Lenticular, Corneal, and Scleral Approaches

Michael Greenwood, MD; Shamik Bafna, MD; Vance Thompson, MD

Disclosures

Int Ophthalmol Clin. 2016;56(3):149-166. 

In This Article

Conclusions

Presbyopia is a growing cause of disability due to an aging population. Multiple approaches for surgical correction exist, and its treatment will need to be approached specific to each patient's needs and desires, expectations, hobbies, stage of crystalline lens dysfunction, and other ocular characteristics. Various options may be available, but it is up to the patient and surgeon to decide what is best for the patient knowing each technology involves some compromises.

Corneal inlays are a relatively new treatment option, with a variety of devices and technology on the horizon. They are able to provide significant improvement in UNVA, while maintaining or improving UIVA, and minimal effects on UDVA. Contrast sensitivity and stereoacuity are largely unaffected. Scleral modification and CK also show promise in improving intermediate vision. Excimer laser approaches are also able to provide improvements in UNVA, but can negatively affect distance vision and contrast sensitivity. Also, because of the tissue ablation, the authors are concerned about the mechanical stability of the cornea following these procedures.

Lens-based surgery also remains a viable option for patients.
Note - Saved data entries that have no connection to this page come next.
//! Cache domains for dashboard data.
//!
//! Each domain names its key namespace and reduces its payload to the
//! fields the dashboard renders.

use crate::cache::{CacheDomain, CacheScope};

use super::api_types::{
  ApiDepartmentBreakdown, ApiExecutivesResponse, ApiExpense, ApiExpensesPage, ApiMonthlyTotal,
  ApiPagination, ApiPayment, ApiPaymentsPage, ApiStatsResponse, DashboardPayload,
};
use super::types::{
  Creator, DashboardView, DepartmentTotal, ExecutiveRow, ExecutivesList, ExpenseRow, ExpensesPage,
  MonthlyTotal, Pagination, PaymentRow, PaymentsPage, StatsSummary, StudentRef,
};

/// Number of recent payments and expenses kept on the overview.
pub const RECENT_LIMIT: usize = 5;

// ============================================================================
// Optimizers
// ============================================================================

fn payment_row(payment: &ApiPayment) -> PaymentRow {
  PaymentRow {
    reference: payment.reference.clone(),
    student: StudentRef {
      name: payment.student.name.clone(),
      matric_number: payment.student.matric_number.clone(),
    },
    amount: payment.amount,
    status: payment.status.clone(),
    payment_method: payment.payment_method.clone(),
    department: payment.department.clone(),
    date: payment.date.clone(),
  }
}

fn expense_row(expense: &ApiExpense) -> ExpenseRow {
  ExpenseRow {
    title: expense.title.clone(),
    amount: expense.amount,
    expense_type: expense.expense_type.clone(),
    department: expense.department.clone(),
    account: expense.account.clone(),
    payment_method: expense.payment_method.clone(),
    date: expense.date.clone(),
    created_by: Creator {
      name: expense.created_by.name.clone(),
      role: expense.created_by.role.clone(),
    },
  }
}

fn pagination(api: &ApiPagination) -> Pagination {
  Pagination {
    page: api.page,
    limit: api.limit,
    total: api.total,
    total_pages: api.total_pages,
  }
}

fn department_total(api: &ApiDepartmentBreakdown) -> DepartmentTotal {
  DepartmentTotal {
    department: api.department.clone(),
    students: api.students,
    paid: api.paid,
    amount: api.amount,
  }
}

fn monthly_total(api: &ApiMonthlyTotal) -> MonthlyTotal {
  MonthlyTotal {
    month: api.month.clone(),
    payments: api.payments,
    expenses: api.expenses,
  }
}

fn stats_summary(stats: &ApiStatsResponse) -> StatsSummary {
  StatsSummary {
    total_students: stats.total_students,
    paid_students: stats.paid_students,
    total_payments: stats.total_payments,
    total_expenses: stats.total_expenses,
    balance: stats.balance,
    payment_count: stats.payment_count,
    departments: stats.departments.iter().map(department_total).collect(),
    monthly: stats.monthly.iter().map(monthly_total).collect(),
  }
}

// ============================================================================
// Domains
// ============================================================================

/// Association-wide overview (super admin, finance director).
pub struct DashboardDomain;

impl CacheDomain for DashboardDomain {
  type Raw = DashboardPayload;
  type Cached = DashboardView;
  const PREFIX: &'static str = "dashboard";
  const RESOURCE: &'static str = "overview";

  fn optimize(raw: &DashboardPayload) -> DashboardView {
    DashboardView {
      stats: stats_summary(&raw.stats),
      recent_payments: raw
        .recent_payments
        .iter()
        .take(RECENT_LIMIT)
        .map(payment_row)
        .collect(),
      recent_expenses: raw
        .recent_expenses
        .iter()
        .take(RECENT_LIMIT)
        .map(expense_row)
        .collect(),
    }
  }
}

/// Stats for one college.
pub struct CollegeStatsDomain;

impl CacheDomain for CollegeStatsDomain {
  type Raw = ApiStatsResponse;
  type Cached = StatsSummary;
  const PREFIX: &'static str = "college_admin";
  const RESOURCE: &'static str = "stats";

  fn namespace(scope: &CacheScope) -> String {
    format!(
      "{}_{}_",
      Self::PREFIX,
      scope.college.as_deref().unwrap_or("all")
    )
  }

  fn optimize(raw: &ApiStatsResponse) -> StatsSummary {
    stats_summary(raw)
  }
}

/// Stats for one department.
pub struct DepartmentStatsDomain;

impl CacheDomain for DepartmentStatsDomain {
  type Raw = ApiStatsResponse;
  type Cached = StatsSummary;
  const PREFIX: &'static str = "dept_admin";
  const RESOURCE: &'static str = "stats";

  fn namespace(scope: &CacheScope) -> String {
    format!(
      "{}_{}_",
      Self::PREFIX,
      scope.department.as_deref().unwrap_or("all")
    )
  }

  fn optimize(raw: &ApiStatsResponse) -> StatsSummary {
    stats_summary(raw)
  }
}

/// Paginated payments.
pub struct PaymentsDomain;

impl CacheDomain for PaymentsDomain {
  type Raw = ApiPaymentsPage;
  type Cached = PaymentsPage;
  const PREFIX: &'static str = "payments";
  const RESOURCE: &'static str = "list";

  fn optimize(raw: &ApiPaymentsPage) -> PaymentsPage {
    PaymentsPage {
      payments: raw.payments.iter().map(payment_row).collect(),
      pagination: pagination(&raw.pagination),
    }
  }

  fn has_next_page(data: &PaymentsPage) -> bool {
    data.pagination.has_next()
  }
}

/// Paginated expenses.
pub struct ExpensesDomain;

impl CacheDomain for ExpensesDomain {
  type Raw = ApiExpensesPage;
  type Cached = ExpensesPage;
  const PREFIX: &'static str = "expenses";
  const RESOURCE: &'static str = "list";

  fn optimize(raw: &ApiExpensesPage) -> ExpensesPage {
    ExpensesPage {
      expenses: raw.expenses.iter().map(expense_row).collect(),
      pagination: pagination(&raw.pagination),
    }
  }

  fn has_next_page(data: &ExpensesPage) -> bool {
    data.pagination.has_next()
  }
}

/// Executives roster.
pub struct ExecutivesDomain;

impl CacheDomain for ExecutivesDomain {
  type Raw = ApiExecutivesResponse;
  type Cached = ExecutivesList;
  const PREFIX: &'static str = "executives";
  const RESOURCE: &'static str = "roster";

  fn optimize(raw: &ApiExecutivesResponse) -> ExecutivesList {
    ExecutivesList {
      executives: raw
        .executives
        .iter()
        .map(|e| ExecutiveRow {
          name: e.name.clone(),
          position: e.position.clone(),
          department: e.department.clone(),
          college: e.college.clone(),
          email: e.email.clone(),
          phone: e.phone.clone(),
        })
        .collect(),
    }
  }
}
//! Dues API: payload types, HTTP client and cache domains.

pub mod api_types;
pub mod cache;
pub mod client;
mod error;
pub mod types;

pub use client::ApiClient;
pub use error::ApiError;
use crossterm::event::{self, Event as CrosstermEvent, KeyEvent, KeyEventKind};
use std::time::Duration;
use tokio::sync::mpsc;

/// Application events
#[derive(Debug)]
pub enum Event {
  /// Terminal key press
  Key(KeyEvent),
  /// Periodic tick for UI refresh and hook polling
  Tick,
  /// The terminal window regained focus
  FocusGained,
  /// The terminal window lost focus
  FocusLost,
  /// Terminal was resized; redraw
  Resize,
}

/// Event handler that produces events from terminal input and a tick timer
pub struct EventHandler {
  rx: mpsc::UnboundedReceiver<Event>,
}

impl EventHandler {
  /// Create a new event handler with the given tick rate
  pub fn new(tick_rate: Duration) -> Self {
    let (tx, rx) = mpsc::unbounded_channel();

    // Crossterm polling blocks, keep it off the async workers
    tokio::task::spawn_blocking(move || loop {
      let event = if event::poll(tick_rate).unwrap_or(false) {
        match event::read() {
          Ok(CrosstermEvent::Key(key)) if key.kind == KeyEventKind::Press => Event::Key(key),
          Ok(CrosstermEvent::FocusGained) => Event::FocusGained,
          Ok(CrosstermEvent::FocusLost) => Event::FocusLost,
          Ok(CrosstermEvent::Resize(_, _)) => Event::Resize,
          _ => continue,
        }
      } else {
        Event::Tick
      };

      if tx.send(event).is_err() {
        break;
      }
    });

    Self { rx }
  }

  /// Receive the next event
  pub async fn next(&mut self) -> Option<Event> {
    self.rx.recv().await
  }
}
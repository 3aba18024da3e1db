use chrono::Utc;
use ratatui::prelude::*;
use ratatui::widgets::Paragraph;

use crate::cache::CacheStatus;
use crate::ui::panel::PanelStatus;

use super::utils::format_age;

/// Draw the status bar: cache status, data age, paging and any message
pub fn draw_footer(frame: &mut Frame, area: Rect, status: &PanelStatus) {
  let mut spans = vec![Span::raw(" ")];

  let (label, color) = match status.cache_status {
    CacheStatus::Fresh => ("fresh", Color::Green),
    CacheStatus::Stale => ("stale", Color::Yellow),
    CacheStatus::Uncached => ("none", Color::DarkGray),
  };
  spans.push(Span::styled("cache ", Style::default().fg(Color::DarkGray)));
  spans.push(Span::styled(label, Style::default().fg(color).bold()));

  if let Some(updated) = status.last_updated {
    spans.push(Span::styled(
      format!("  updated {}", format_age(updated, Utc::now())),
      Style::default().fg(Color::DarkGray),
    ));
  }

  if let Some(page) = status.page {
    spans.push(Span::styled(
      format!("  page {}", page),
      Style::default().fg(Color::White),
    ));
  }

  if status.loading {
    spans.push(Span::styled("  loading...", Style::default().fg(Color::Cyan)));
  } else if status.refreshing {
    spans.push(Span::styled("  refreshing...", Style::default().fg(Color::Cyan)));
  }

  if !status.cache_available {
    spans.push(Span::styled("  [cache off]", Style::default().fg(Color::Yellow)));
  }

  // Errors win over notices
  if let Some(error) = &status.error {
    spans.push(Span::styled(
      format!("  {}", error),
      Style::default().fg(Color::Red),
    ));
  } else if let Some(notice) = &status.notice {
    spans.push(Span::styled(
      format!("  {}", notice),
      Style::default().fg(Color::Yellow),
    ));
  }

  let paragraph = Paragraph::new(Line::from(spans)).style(Style::default().bg(Color::Black));

  frame.render_widget(paragraph, area);
}
//! Wiring between configuration, the API client and per-domain hooks.

use color_eyre::Report;
use std::sync::Arc;
use std::time::Duration;
use tracing::{info, warn};

use crate::api::cache::{
  CollegeStatsDomain, DashboardDomain, DepartmentStatsDomain, ExecutivesDomain, ExpensesDomain,
  PaymentsDomain,
};
use crate::api::ApiClient;
use crate::cache::{
  CacheDomain, CacheScope, DomainCache, EphemeralCache, KeyParams, MemoryStore, SharedStore,
  SqliteStore,
};
use crate::config::{CacheConfig, Config};

use super::{DataHook, HookOptions};

/// Everything a hook needs besides its domain.
#[derive(Clone)]
pub struct HookContext {
  client: ApiClient,
  store: SharedStore,
  cache: CacheConfig,
  scope: CacheScope,
  prefetch: EphemeralCache,
}

impl HookContext {
  pub fn new(client: ApiClient, store: SharedStore, cache: CacheConfig, scope: CacheScope) -> Self {
    Self {
      client,
      store,
      cache,
      scope,
      prefetch: EphemeralCache::new(),
    }
  }

  /// Build a context from configuration, opening the configured store.
  pub fn from_config(config: &Config, client: ApiClient) -> Self {
    let store = open_store(&config.cache);
    Self::new(client, store, config.cache.clone(), config.session.scope())
  }

  pub fn store(&self) -> &SharedStore {
    &self.store
  }

  pub fn scope(&self) -> &CacheScope {
    &self.scope
  }

  pub fn client(&self) -> &ApiClient {
    &self.client
  }

  pub fn options(&self) -> HookOptions {
    HookOptions {
      grace_window: Duration::from_secs(self.cache.grace_secs),
      revalidate_delay: Duration::from_millis(self.cache.revalidate_delay_ms),
      debounce: Duration::from_millis(self.cache.debounce_ms),
    }
  }

  /// Adapter for domain `D` over the shared store.
  pub fn adapter<D: CacheDomain>(&self) -> DomainCache<D> {
    DomainCache::<D>::new(self.store.clone(), self.cache.ttl())
      .with_max_entry_bytes(self.cache.max_entry_bytes)
  }

  fn hook<D: CacheDomain>(&self, hook: DataHook<D>) -> DataHook<D> {
    hook.with_options(self.options())
  }

  fn paged_hook<D: CacheDomain>(&self, hook: DataHook<D>) -> DataHook<D> {
    let hook = self.hook(hook).with_params(KeyParams::page(1));
    if self.cache.prefetch {
      hook.with_prefetch(self.prefetch.clone())
    } else {
      hook
    }
  }

  pub fn dashboard(&self) -> DataHook<DashboardDomain> {
    let client = self.client.clone();
    self.hook(DataHook::new(
      self.adapter(),
      self.scope.clone(),
      move |_params| {
        let client = client.clone();
        async move { client.dashboard_overview().await.map_err(Report::from) }
      },
    ))
  }

  pub fn college_stats(&self) -> DataHook<CollegeStatsDomain> {
    let client = self.client.clone();
    let college = self.scope.college.clone().unwrap_or_default();
    self.hook(DataHook::new(
      self.adapter(),
      self.scope.clone(),
      move |_params| {
        let client = client.clone();
        let college = college.clone();
        async move { client.college_stats(&college).await.map_err(Report::from) }
      },
    ))
  }

  pub fn department_stats(&self) -> DataHook<DepartmentStatsDomain> {
    let client = self.client.clone();
    let department = self.scope.department.clone().unwrap_or_default();
    self.hook(DataHook::new(
      self.adapter(),
      self.scope.clone(),
      move |_params| {
        let client = client.clone();
        let department = department.clone();
        async move { client.department_stats(&department).await.map_err(Report::from) }
      },
    ))
  }

  pub fn payments(&self) -> DataHook<PaymentsDomain> {
    let client = self.client.clone();
    let scope = self.scope.clone();
    self.paged_hook(DataHook::new(
      self.adapter(),
      self.scope.clone(),
      move |params| {
        let client = client.clone();
        let scope = scope.clone();
        async move { client.payments(&scope, &params).await.map_err(Report::from) }
      },
    ))
  }

  pub fn expenses(&self) -> DataHook<ExpensesDomain> {
    let client = self.client.clone();
    let scope = self.scope.clone();
    self.paged_hook(DataHook::new(
      self.adapter(),
      self.scope.clone(),
      move |params| {
        let client = client.clone();
        let scope = scope.clone();
        async move { client.expenses(&scope, &params).await.map_err(Report::from) }
      },
    ))
  }

  pub fn executives(&self) -> DataHook<ExecutivesDomain> {
    let client = self.client.clone();
    let scope = self.scope.clone();
    self.hook(DataHook::new(
      self.adapter(),
      self.scope.clone(),
      move |_params| {
        let client = client.clone();
        let scope = scope.clone();
        async move { client.executives(&scope).await.map_err(Report::from) }
      },
    ))
  }
}

/// Open the durable store, falling back to memory when it is disabled or
/// cannot be opened. Caching problems never stop the dashboard.
pub fn open_store(config: &CacheConfig) -> SharedStore {
  if !config.enabled {
    info!("Persistent cache disabled, using memory store");
    return Arc::new(MemoryStore::with_quota(config.quota_bytes));
  }

  let opened = match &config.path {
    Some(path) => SqliteStore::open(path, config.quota_bytes),
    None => SqliteStore::open_default(config.quota_bytes),
  };

  match opened {
    Ok(store) => Arc::new(store),
    Err(e) => {
      warn!(error = %e, "Failed to open cache database, using memory store");
      Arc::new(MemoryStore::with_quota(config.quota_bytes))
    }
  }
}
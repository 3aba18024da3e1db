pub mod panel;
pub mod renderfns;
pub mod table;

use crate::app::App;
use ratatui::prelude::*;
use ratatui::widgets::Tabs;

pub use panel::{HookPanel, Panel, PanelStatus, ShortcutInfo};

/// Main draw function
pub fn draw(frame: &mut Frame, app: &mut App) {
  let chunks = Layout::default()
    .direction(Direction::Vertical)
    .constraints([
      Constraint::Length(1), // Header
      Constraint::Length(1), // Tabs
      Constraint::Min(1),    // Active panel
      Constraint::Length(1), // Status bar
    ])
    .split(frame.area());

  let shortcuts = app.active_panel().shortcuts();
  renderfns::draw_header(frame, chunks[0], app.api_url(), &app.scope_label(), &shortcuts);

  draw_tabs(frame, chunks[1], app);

  let status = app.active_panel().status();
  app.active_panel_mut().render(frame, chunks[2]);

  renderfns::draw_footer(frame, chunks[3], &status);
}

fn draw_tabs(frame: &mut Frame, area: Rect, app: &App) {
  let titles: Vec<String> = app
    .panels()
    .iter()
    .enumerate()
    .map(|(i, panel)| format!(" {} {} ", i + 1, panel.title()))
    .collect();

  let tabs = Tabs::new(titles)
    .select(app.active_index())
    .style(Style::default().fg(Color::DarkGray))
    .highlight_style(Style::default().fg(Color::Cyan).bold())
    .divider("│");

  frame.render_widget(tabs, area);
}
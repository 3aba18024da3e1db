//! Generic per-domain adapter over the persistent cache.

use std::marker::PhantomData;
use std::sync::Arc;
use std::time::Duration;

use super::clock::Clock;
use super::persistent::{CacheStats, ClearTarget, EntryMeta, PersistentCache, SharedStore};
use super::traits::{CacheDomain, CacheScope, KeyParams};

/// Cache adapter for one domain.
///
/// This is the seam between fetched payloads and storage: writes run the
/// domain optimizer before reaching the persistent cache, and invalidation
/// works on the domain's namespaces.
pub struct DomainCache<D: CacheDomain> {
  cache: PersistentCache,
  _domain: PhantomData<D>,
}

impl<D: CacheDomain> DomainCache<D> {
  /// Create an adapter whose own namespace is `<PREFIX>_`.
  pub fn new(store: SharedStore, ttl: Duration) -> Self {
    Self::from_cache(PersistentCache::new(store, format!("{}_", D::PREFIX)).with_ttl(ttl))
  }

  pub fn from_cache(cache: PersistentCache) -> Self {
    Self {
      cache,
      _domain: PhantomData,
    }
  }

  pub fn with_clock(self, clock: Arc<dyn Clock>) -> Self {
    Self::from_cache(self.cache.with_clock(clock))
  }

  pub fn with_max_entry_bytes(self, max_entry_bytes: usize) -> Self {
    Self::from_cache(self.cache.with_max_entry_bytes(max_entry_bytes))
  }

  pub fn cache(&self) -> &PersistentCache {
    &self.cache
  }

  pub fn build_key(&self, scope: &CacheScope, params: &KeyParams) -> String {
    D::build_key(scope, params)
  }

  pub fn namespace(&self, scope: &CacheScope) -> String {
    D::namespace(scope)
  }

  pub fn is_valid(&self, key: &str) -> bool {
    self.cache.is_valid(key)
  }

  pub fn read(&self, key: &str) -> Option<D::Cached> {
    self.cache.get(key)
  }

  /// Read a valid entry together with its metadata.
  pub fn read_entry(&self, key: &str) -> Option<(D::Cached, EntryMeta)> {
    let data = self.read(key)?;
    let meta = self.cache.entry_meta(key)?;
    Some((data, meta))
  }

  /// Optimize `raw` and store the projection.
  pub fn write(&self, key: &str, raw: &D::Raw) -> bool {
    self.write_optimized(key, &D::optimize(raw))
  }

  /// Store an already-optimized projection.
  pub fn write_optimized(&self, key: &str, data: &D::Cached) -> bool {
    self.cache.set(key, data, None)
  }

  /// Store a projection for `scope`; quota eviction stays within that scope.
  pub fn write_in(&self, scope: &CacheScope, key: &str, data: &D::Cached) -> bool {
    self.cache.set_in(&D::namespace(scope), key, data, None)
  }

  /// Drop every entry for `scope`.
  pub fn invalidate_namespace(&self, scope: &CacheScope) -> usize {
    let namespace = D::namespace(scope);
    self.cache.clear(ClearTarget::Prefix(&namespace))
  }

  /// Drop every entry of this domain, across scopes.
  pub fn invalidate_all(&self) -> usize {
    self.cache.clear(ClearTarget::Own)
  }

  pub fn stats(&self) -> CacheStats {
    self.cache.stats()
  }
}

impl<D: CacheDomain> Clone for DomainCache<D> {
  fn clone(&self) -> Self {
    Self::from_cache(self.cache.clone())
  }
}

#[cfg(test)]
mod tests {
  use super::*;
  use crate::cache::clock::ManualClock;
  use crate::cache::storage::MemoryStore;
  use serde::{Deserialize, Serialize};

  #[derive(Debug, Deserialize)]
  struct RawNote {
    title: String,
    #[allow(dead_code)]
    body: String,
  }

  #[derive(Debug, Clone, PartialEq, Serialize, Deserialize)]
  struct NoteTitle {
    title: String,
  }

  struct Notes;

  impl CacheDomain for Notes {
    type Raw = RawNote;
    type Cached = NoteTitle;
    const PREFIX: &'static str = "notes";
    const RESOURCE: &'static str = "list";

    fn optimize(raw: &RawNote) -> NoteTitle {
      NoteTitle {
        title: raw.title.clone(),
      }
    }
  }

  fn raw(title: &str) -> RawNote {
    RawNote {
      title: title.to_string(),
      body: "a long body the list never renders".to_string(),
    }
  }

  #[test]
  fn test_write_stores_optimized_projection() {
    let store: SharedStore = Arc::new(MemoryStore::new());
    let adapter = DomainCache::<Notes>::new(store.clone(), Duration::from_secs(300));
    let scope = CacheScope::new("super_admin");
    let key = adapter.build_key(&scope, &KeyParams::page(1));

    assert_eq!(key, "notes_super_admin_list_p1");
    assert!(adapter.write(&key, &raw("dues")));

    let stored = store.get_item(&key).unwrap().unwrap();
    assert!(!stored.contains("long body"));
    assert_eq!(
      adapter.read(&key),
      Some(NoteTitle {
        title: "dues".to_string()
      })
    );
  }

  #[test]
  fn test_invalidate_namespace_is_scoped() {
    let store: SharedStore = Arc::new(MemoryStore::new());
    let adapter = DomainCache::<Notes>::new(store, Duration::from_secs(300));
    let admin = CacheScope::new("super_admin");
    let finance = CacheScope::new("finance_director");

    for page in 1..=3 {
      adapter.write(&adapter.build_key(&admin, &KeyParams::page(page)), &raw("a"));
    }
    let finance_key = adapter.build_key(&finance, &KeyParams::page(1));
    adapter.write(&finance_key, &raw("f"));

    assert_eq!(adapter.invalidate_namespace(&admin), 3);
    assert!(adapter.is_valid(&finance_key));

    assert_eq!(adapter.invalidate_all(), 1);
    assert!(!adapter.is_valid(&finance_key));
  }

  #[test]
  fn test_read_entry_carries_meta() {
    let store: SharedStore = Arc::new(MemoryStore::new());
    let clock = Arc::new(ManualClock::new(10_000));
    let adapter =
      DomainCache::<Notes>::new(store, Duration::from_secs(300)).with_clock(clock.clone());
    let key = adapter.build_key(&CacheScope::new("r"), &KeyParams::default());

    adapter.write(&key, &raw("t"));
    clock.advance(1_000);

    let (data, meta) = adapter.read_entry(&key).unwrap();
    assert_eq!(data.title, "t");
    assert_eq!(meta.timestamp, 10_000);
    assert_eq!(meta.remaining, Duration::from_secs(299));
  }
}
pub mod footer;
pub mod header;
pub mod utils;

pub use footer::draw_footer;
pub use header::draw_header;
pub use utils::{format_amount, status_color, truncate};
With the variety of options available, both surgeon and patient must balance the needs versus the drawbacks of each lens. The multifocal IOLs are able to provide excellent distance and near vision, whereas the accommodating IOL and enhanced depth of focus IOL arenable to provide excellent distance and intermediate vision.

With new technologies continuing to emerge, there is no shortage of choices in the refractive surgeon's toolbox.